Blood is not an easy food. There are pressures to gorge as much as possible at each meal. At these heroic volumes, however, blood can be outright toxic. At the same time, a blood meal is insufficient, missing some basic nutrients. Surviving this way takes guts as well as other specialized physiology. Modern tools of genetics and molecular biology are revealing the hidden specializations required for blood feeding and helping make sense of lifestyles that go to different extremes, even mouth-to-mouth blood donation. Though many of these biological adaptations would never fit among the showy strengths of the immortals of Twilight or True Blood, they could certainly count as superpowers.

Big dinner

To grasp the risks real vampires take, imagine an animal 35 million times your weight. Now bite it hard enough to make it bleed.

And make it mad. “You can easily get killed by the host,” says insect molecular physiologist Pedro L. Oliveira of the Federal University of Rio de Janeiro.
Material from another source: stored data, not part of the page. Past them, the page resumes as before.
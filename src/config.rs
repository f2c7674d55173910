//! Scanner configuration
//!
//! Values that the scan loop needs but the caller rarely changes. Loaded from
//! JSON or built in code; every field has a default.

use std::path::{Path, PathBuf};

use crate::{Error, Ratio, Result};

/// Default confidence threshold for detections
pub const DEFAULT_CONFIDENCE: Ratio = Ratio::new_const(0.5);
/// Default location of the detection model weights
pub const DEFAULT_MODEL_PATH: &str = "model/best.pt";
/// Default chart size in pixels (6.4in x 6.4in at 100 dpi)
pub const DEFAULT_IMAGE_SIZE: u32 = 640;

#[derive(Debug, Clone, PartialEq, serde::Serialize, serde::Deserialize)]
#[serde(default)]
pub struct ScanConfig {
    /// Minimum score for a detection to count as a match
    pub confidence: Ratio,
    /// Inspect only the most recent window
    pub latest_only: bool,
    pub model_path: PathBuf,
    pub image_width: u32,
    pub image_height: u32,
}

impl Default for ScanConfig {
    fn default() -> Self {
        Self {
            confidence: DEFAULT_CONFIDENCE,
            latest_only: false,
            model_path: PathBuf::from(DEFAULT_MODEL_PATH),
            image_width: DEFAULT_IMAGE_SIZE,
            image_height: DEFAULT_IMAGE_SIZE,
        }
    }
}

impl ScanConfig {
    pub fn from_json_str(json: &str) -> Result<Self> {
        let config: Self = serde_json::from_str(json)?;
        config.validate()?;
        Ok(config)
    }

    pub fn from_json_file(path: impl AsRef<Path>) -> Result<Self> {
        let text = std::fs::read_to_string(path)?;
        Self::from_json_str(&text)
    }

    pub fn validate(&self) -> Result<()> {
        if self.image_width == 0 || self.image_height == 0 {
            return Err(Error::InvalidConfig(format!(
                "image size must be positive, got {}x{}",
                self.image_width, self.image_height
            )));
        }
        if self.model_path.as_os_str().is_empty() {
            return Err(Error::InvalidConfig("model_path is empty".to_string()));
        }
        Ok(())
    }
}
The 35 million multiplier applies for a 2-milligram female mosquito attacking a 70-kilogram human, measurements from an article he coauthored on nutritional overload in bloodsuckers in the August Trends in Parasitology.

Finding that giant blood source isn’t easy. “If you go into a forest, you have hundreds of meters separating one vertebrate host from another, and hundreds of meters would be several kilometers for us,” Oliveira says. Then the tiny vampire has to find a capillary for biting within just a few millimeters of the skin surface. On a human victim, Oliveira estimates, only about 10 percent of the skin acreage will do.

A blood-sipping pro, the Rhodnius prolixus kissing bug (above) has enzymes in its gut that keep tyrosine in a meal from crystallizing and puncturing tissues. Arrows at bottom show white gut crystals that form when the enzymes are blocked.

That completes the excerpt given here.